Earlier this month Tim Lawrence, author of Love Saves the Day: A History of American Dance Music Culture, 1970-79 and Hold On to Your Dreams: Arthur Russell and the Downtown Music Scene, 1973-92, gave us a visit to talk about his latest book: Life and Death on the New York Dance Floor, 1980-83.
Tim’s latest outing devotes over 600 pages to covering a relatively short period. As with his previous work, the amount of research Tim has done is overwhelming, making this book another essential chronicle of dance music history.
But why was such a short space of time one of the most influential periods for the development of modern dance music?
In an intimate setting on our very own shop floor Tim painted a vivid picture of early 80s New York, a time during which music had an extraordinarily wide range of influences. Three essential scenes began to merge. The boundaries between the ‘post-Disco-Sucks Disco’ emanating from places such as Paradise Garage and The Loft, the Danceteria based Art Punk movement, the eclectic Mudd club and what was to be later called Hip-Hop were blurred. From Grace Jones to New Order to Run DMC, the interaction and creativity of those communities turned out to be the most prolific cultural period in New York’s history. It was a unique ‘mutant period’ and the residents of the metropolis could be said to have reached the heights of ‘peak party’, some describing the downtown nightlife as ‘Halloween every night’.
However, the book also explores the seeds that sowed the decline of New York as an epicentre of creativity and artistic experimentation.
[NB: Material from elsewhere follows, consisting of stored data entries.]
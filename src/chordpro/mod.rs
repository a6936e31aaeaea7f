//! ChordPro chord charts: parsing, rendering and transposition.

mod chord;
mod parser;
mod transpose;

pub use chord::{semitones_between, Accidental, Chord, InvalidChord, InvalidKey, Key, Note};
pub use parser::{parse, ChordChart, ChordProError, Line, Metadata, Section, SectionKind, Segment};
pub use transpose::{transpose, transpose_to_key};
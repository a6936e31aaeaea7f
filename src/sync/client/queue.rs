//! Persistent queue of operations waiting to reach the server.

use crate::sqlite_column;
use crate::sqlite_persistence::{open_versioned, SqlType, Table, VersionedSchema};
use crate::sync::models::SyncOperation;
use anyhow::{Context, Result};
use rusqlite::{params, Connection, Row};
use std::path::Path;
use std::sync::{Arc, Mutex};

/// V 0
const PENDING_OPERATION_TABLE_V_0: Table = Table {
    name: "pending_operation",
    columns: &[
        sqlite_column!("id", &SqlType::Integer, is_primary_key = true),
        sqlite_column!("op_id", &SqlType::Text, non_null = true, is_unique = true),
        sqlite_column!("operation", &SqlType::Text, non_null = true),
        sqlite_column!(
            "attempts",
            &SqlType::Integer,
            non_null = true,
            default_value = Some("0")
        ),
        sqlite_column!("next_attempt_at", &SqlType::Integer, non_null = true),
        sqlite_column!("last_error", &SqlType::Text),
        sqlite_column!(
            "dead",
            &SqlType::Integer,
            non_null = true,
            default_value = Some("0")
        ),
        sqlite_column!("enqueued_at", &SqlType::Integer, non_null = true),
    ],
    indices: &[("idx_pending_operation_dead", "dead")],
    unique_constraints: &[],
};

pub const VERSIONED_SCHEMAS: &[VersionedSchema] = &[VersionedSchema {
    version: 0,
    tables: &[PENDING_OPERATION_TABLE_V_0],
    migration: None,
}];

const PENDING_COLUMNS: &str = "operation, attempts, next_attempt_at, last_error, dead, enqueued_at";

#[derive(Debug, Clone, PartialEq)]
pub struct PendingOperation {
    pub op: SyncOperation,
    pub attempts: u32,
    pub next_attempt_at: i64,
    pub last_error: Option<String>,
    /// Set once the operation has used all its attempts.
    pub dead: bool,
    pub enqueued_at: i64,
}

impl PendingOperation {
    pub fn is_due(&self, now: i64) -> bool {
        !self.dead && self.next_attempt_at <= now
    }
}

pub trait PendingOperationStore: Send + Sync {
    /// Appends an operation. Pushing an op id that is already queued is a no-op.
    fn push(&self, op: &SyncOperation, now: i64) -> Result<()>;

    /// Live operations in enqueue order.
    fn list_pending(&self) -> Result<Vec<PendingOperation>>;

    fn remove(&self, op_ids: &[String]) -> Result<usize>;

    /// Counts a failed attempt. `next_attempt_at` of None marks the
    /// operation dead.
    fn record_failure(&self, op_id: &str, error: &str, next_attempt_at: Option<i64>)
        -> Result<()>;

    fn pending_count(&self) -> Result<usize>;

    fn list_dead(&self) -> Result<Vec<PendingOperation>>;

    fn discard_dead(&self) -> Result<usize>;
}

fn parse_pending_row(row: &Row) -> rusqlite::Result<(String, u32, i64, Option<String>, bool, i64)> {
    Ok((
        row.get(0)?,
        row.get(1)?,
        row.get(2)?,
        row.get(3)?,
        row.get::<usize, i32>(4)? != 0,
        row.get(5)?,
    ))
}

#[derive(Clone)]
pub struct SqliteOperationQueue {
    conn: Arc<Mutex<Connection>>,
}

impl SqliteOperationQueue {
    pub fn new<P: AsRef<Path>>(db_path: P) -> Result<Self> {
        let conn =
            open_versioned(db_path, VERSIONED_SCHEMAS).context("Failed to open sync queue db")?;
        Ok(SqliteOperationQueue {
            conn: Arc::new(Mutex::new(conn)),
        })
    }

    fn query_operations(&self, dead: bool) -> Result<Vec<PendingOperation>> {
        let conn = self.conn.lock().unwrap();
        let mut stmt = conn.prepare(&format!(
            "SELECT {} FROM {} WHERE dead = ?1 ORDER BY id",
            PENDING_COLUMNS, PENDING_OPERATION_TABLE_V_0.name
        ))?;
        let rows = stmt
            .query_map(params![dead as i32], parse_pending_row)?
            .collect::<rusqlite::Result<Vec<_>>>()?;

        rows.into_iter()
            .map(
                |(operation, attempts, next_attempt_at, last_error, dead, enqueued_at)| {
                    let op = serde_json::from_str::<SyncOperation>(&operation)
                        .context("Corrupted operation in sync queue")?;
                    Ok(PendingOperation {
                        op,
                        attempts,
                        next_attempt_at,
                        last_error,
                        dead,
                        enqueued_at,
                    })
                },
            )
            .collect()
    }
}

impl PendingOperationStore for SqliteOperationQueue {
    fn push(&self, op: &SyncOperation, now: i64) -> Result<()> {
        let operation = serde_json::to_string(op)?;
        let conn = self.conn.lock().unwrap();
        conn.execute(
            &format!(
                "INSERT OR IGNORE INTO {} (op_id, operation, next_attempt_at, enqueued_at) VALUES (?1, ?2, ?3, ?3)",
                PENDING_OPERATION_TABLE_V_0.name
            ),
            params![op.op_id, operation, now],
        )?;
        Ok(())
    }

    fn list_pending(&self) -> Result<Vec<PendingOperation>> {
        self.query_operations(false)
    }

    fn remove(&self, op_ids: &[String]) -> Result<usize> {
        let mut conn = self.conn.lock().unwrap();
        let tx = conn.transaction()?;
        let mut removed = 0;
        for op_id in op_ids {
            removed += tx.execute(
                &format!(
                    "DELETE FROM {} WHERE op_id = ?1",
                    PENDING_OPERATION_TABLE_V_0.name
                ),
                params![op_id],
            )?;
        }
        tx.commit()?;
        Ok(removed)
    }

    fn record_failure(
        &self,
        op_id: &str,
        error: &str,
        next_attempt_at: Option<i64>,
    ) -> Result<()> {
        let conn = self.conn.lock().unwrap();
        conn.execute(
            &format!(
                "UPDATE {} SET attempts = attempts + 1, last_error = ?2,
                 next_attempt_at = COALESCE(?3, next_attempt_at), dead = ?4 WHERE op_id = ?1",
                PENDING_OPERATION_TABLE_V_0.name
            ),
            params![op_id, error, next_attempt_at, next_attempt_at.is_none() as i32],
        )?;
        Ok(())
    }

    fn pending_count(&self) -> Result<usize> {
        let conn = self.conn.lock().unwrap();
        let count: usize = conn.query_row(
            &format!(
                "SELECT COUNT(*) FROM {} WHERE dead = 0",
                PENDING_OPERATION_TABLE_V_0.name
            ),
            [],
            |row| row.get(0),
        )?;
        Ok(count)
    }

    fn list_dead(&self) -> Result<Vec<PendingOperation>> {
        self.query_operations(true)
    }

    fn discard_dead(&self) -> Result<usize> {
        let conn = self.conn.lock().unwrap();
        Ok(conn.execute(
            &format!(
                "DELETE FROM {} WHERE dead = 1",
                PENDING_OPERATION_TABLE_V_0.name
            ),
            [],
        )?)
    }
}
use anyhow::{Context, Result};
use clap::Parser;
use std::path::PathBuf;
use std::sync::Arc;
use std::time::Duration;
use tracing::{error, info, level_filters::LevelFilter};
use tracing_subscriber::{layer::SubscriberExt, util::SubscriberInitExt, EnvFilter};

use songbook_server::config::{self, AppConfig, FileConfig};
use songbook_server::server::{metrics, run_server, RequestsLoggingLevel, ServerConfig};
use songbook_server::songbook::{SongbookStore, SqliteSongbookStore};
use songbook_server::sync::{SqliteSyncRecordStore, SyncProcessor};
use songbook_server::user::{SqliteUserStore, UserManager};

fn parse_path(s: &str) -> Result<PathBuf, String> {
    let path_buf = PathBuf::from(s);
    let original_path = match path_buf.canonicalize() {
        Ok(path) => path,
        Err(msg) => {
            if msg.kind() == std::io::ErrorKind::NotFound {
                path_buf
            } else {
                return Err(format!("Error resolving path '{}': {}", s, msg));
            }
        }
    };
    if original_path.is_absolute() {
        return Ok(original_path);
    }
    let cwd = std::env::current_dir().map_err(|e| format!("Failed to get current dir: {}", e))?;
    Ok(cwd.join(original_path))
}

fn parse_dir(s: &str) -> Result<PathBuf, String> {
    let path = parse_path(s)?;
    if !path.exists() {
        return Err(format!("Directory does not exist: {}", s));
    }
    if !path.is_dir() {
        return Err(format!("Path is not a directory: {}", s));
    }
    Ok(path)
}

#[derive(Parser, Debug)]
struct CliArgs {
    /// Path to TOML configuration file. Values in the file override CLI arguments.
    #[clap(long, value_parser = parse_path)]
    pub config: Option<PathBuf>,

    /// Directory containing database files (songbook.db, user.db, sync.db).
    /// Can also be specified in config file.
    #[clap(long, value_parser = parse_dir)]
    pub db_dir: Option<PathBuf>,

    /// The port to listen on.
    #[clap(short, long, default_value_t = 3001)]
    pub port: u16,

    /// The port for the metrics server (Prometheus scraping).
    #[clap(long, default_value_t = 9091)]
    pub metrics_port: u16,

    /// The level of logging to perform on each request.
    #[clap(long, default_value = "path")]
    pub logging_level: RequestsLoggingLevel,

    /// The maximum age of cacheable content in seconds.
    #[clap(long, default_value_t = 3600)]
    pub content_cache_age_sec: usize,

    /// Path to the frontend directory to be statically served.
    #[clap(long)]
    pub frontend_dir_path: Option<String>,

    /// Interval in hours between pruning runs.
    #[clap(long, default_value_t = 24)]
    pub prune_interval_hours: u64,

    /// Number of days applied sync operations are remembered for replay
    /// detection. Set to 0 to disable pruning.
    #[clap(long, default_value_t = 30)]
    pub sync_retention_days: u64,

    /// Auth tokens unused for this many days are deleted. Set to 0 to keep them.
    #[clap(long, default_value_t = 90)]
    pub token_unused_days: u64,
}

/// Convert CLI args to CliConfig for config resolution
impl From<&CliArgs> for config::CliConfig {
    fn from(args: &CliArgs) -> Self {
        config::CliConfig {
            db_dir: args.db_dir.clone(),
            port: args.port,
            metrics_port: args.metrics_port,
            logging_level: args.logging_level.clone(),
            content_cache_age_sec: args.content_cache_age_sec,
            frontend_dir_path: args.frontend_dir_path.clone(),
            prune_interval_hours: args.prune_interval_hours,
            sync_retention_days: args.sync_retention_days,
            token_unused_days: args.token_unused_days,
        }
    }
}

fn refresh_item_metrics(songbook: &dyn SongbookStore) {
    match (
        songbook.count_songs(),
        songbook.count_arrangements(),
        songbook.count_setlists(),
    ) {
        (Ok(songs), Ok(arrangements), Ok(setlists)) => {
            metrics::set_songbook_items(songs, arrangements, setlists)
        }
        _ => error!("Failed to count songbook items"),
    }
}

fn spawn_pruning(
    app_config: &AppConfig,
    songbook: Arc<dyn SongbookStore>,
    user_manager: Arc<UserManager>,
    sync_processor: Arc<SyncProcessor>,
) {
    let retention_days = app_config.sync.op_retention_days;
    let token_unused_days = app_config.auth.token_unused_days;
    let interval_hours = app_config.prune_interval_hours.max(1);

    info!(
        "Pruning every {} hours: sync records after {} days, tokens unused for {} days",
        interval_hours, retention_days, token_unused_days
    );

    tokio::spawn(async move {
        let mut ticker = tokio::time::interval(Duration::from_secs(interval_hours * 60 * 60));

        // Skip the first immediate tick, wait for the first interval
        ticker.tick().await;

        loop {
            ticker.tick().await;
            let now = chrono::Utc::now().timestamp();

            if retention_days > 0 {
                match sync_processor.prune_records(retention_days, now) {
                    Ok(count) if count > 0 => info!("Pruned {} old sync records", count),
                    Ok(_) => {}
                    Err(e) => error!("Failed to prune sync records: {}", e),
                }
            }

            if token_unused_days > 0 {
                match user_manager.prune_unused_auth_tokens(token_unused_days) {
                    Ok(count) if count > 0 => info!("Pruned {} unused auth tokens", count),
                    Ok(_) => {}
                    Err(e) => error!("Failed to prune auth tokens: {}", e),
                }
            }

            refresh_item_metrics(songbook.as_ref());
        }
    });
}

#[tokio::main]
async fn main() -> Result<()> {
    let cli_args = CliArgs::parse();

    tracing_subscriber::registry()
        .with(tracing_subscriber::fmt::layer())
        .with(
            EnvFilter::builder()
                .with_default_directive(LevelFilter::INFO.into())
                .with_env_var("LOG_LEVEL")
                .from_env_lossy(),
        )
        .try_init()
        .context("Failed to initialize logging")?;

    let file_config = match &cli_args.config {
        Some(path) => {
            info!("Loading configuration from {:?}", path);
            Some(FileConfig::load(path)?)
        }
        None => None,
    };
    let app_config = AppConfig::resolve(&(&cli_args).into(), file_config)?;

    info!(
        "Opening songbook database at {:?}...",
        app_config.songbook_db_path()
    );
    let songbook: Arc<dyn SongbookStore> =
        Arc::new(SqliteSongbookStore::new(app_config.songbook_db_path())?);

    info!("Opening user database at {:?}...", app_config.user_db_path());
    let user_store = Arc::new(SqliteUserStore::new(app_config.user_db_path())?);
    let user_manager = Arc::new(UserManager::new(user_store));

    info!("Opening sync database at {:?}...", app_config.sync_db_path());
    let sync_records = Arc::new(SqliteSyncRecordStore::new(app_config.sync_db_path())?);
    let sync_processor = Arc::new(SyncProcessor::new(
        songbook.clone(),
        user_manager.clone(),
        sync_records,
        app_config.sync.max_batch_size,
    ));

    info!("Initializing metrics...");
    metrics::init_metrics();
    refresh_item_metrics(songbook.as_ref());

    spawn_pruning(
        &app_config,
        songbook.clone(),
        user_manager.clone(),
        sync_processor.clone(),
    );

    let server_config = ServerConfig {
        requests_logging_level: app_config.logging_level.clone(),
        port: app_config.port,
        content_cache_age_sec: app_config.content_cache_age_sec,
        frontend_dir_path: app_config.frontend_dir_path.clone(),
        allow_registration: app_config.auth.allow_registration,
    };

    tokio::select! {
        result = run_server(
            server_config,
            songbook,
            user_manager,
            sync_processor,
            app_config.metrics_port,
        ) => {
            info!("HTTP server stopped: {:?}", result);
            result
        },
        _ = tokio::signal::ctrl_c() => {
            info!("Received Ctrl+C, shutting down");
            Ok(())
        }
    }
}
The AIDS epidemic decimated some of its key proponents but public policy cemented a move away from hedonism. A rise in property prices began excluding artists from the city as gentrification took hold – with the number of late-night venues going from over 4000 to less than 50!
That cultural melting pot gave way to other forms of clubbing, arguably less eclectic, dynamic and exciting, but over two decades later the movement still resonates in different corners of modern dance music. Lucky Cloud Soundsystem is one of them. Tim’s friendship with the late David Mancuso led them to collaborate on organising a Loft style party in London. Since 2003, the LCS team faithfully apply the legendary New Yorker’s philosophy four times a year in a North East London location.
Having pioneered the practice of all-night freeform dancing to a selection of recorded music, Mancuso’s influence on the development of dance music culture was subtle but seismic. Some of the dancers he hosted during his loft parties were Larry Levan, Frankie Knuckles, David Morales and Kenny Dope, a group of young DJs who would go on to write the blueprint for dance music as we know it. But Mancuso maintained that the DJ was the least important factor in creating an environment in which people can express and enjoy themselves. Hope for the future lay in the exponential growth of musical output we have seen since. The challenge is to once again find a meaningful way of processing it collectively.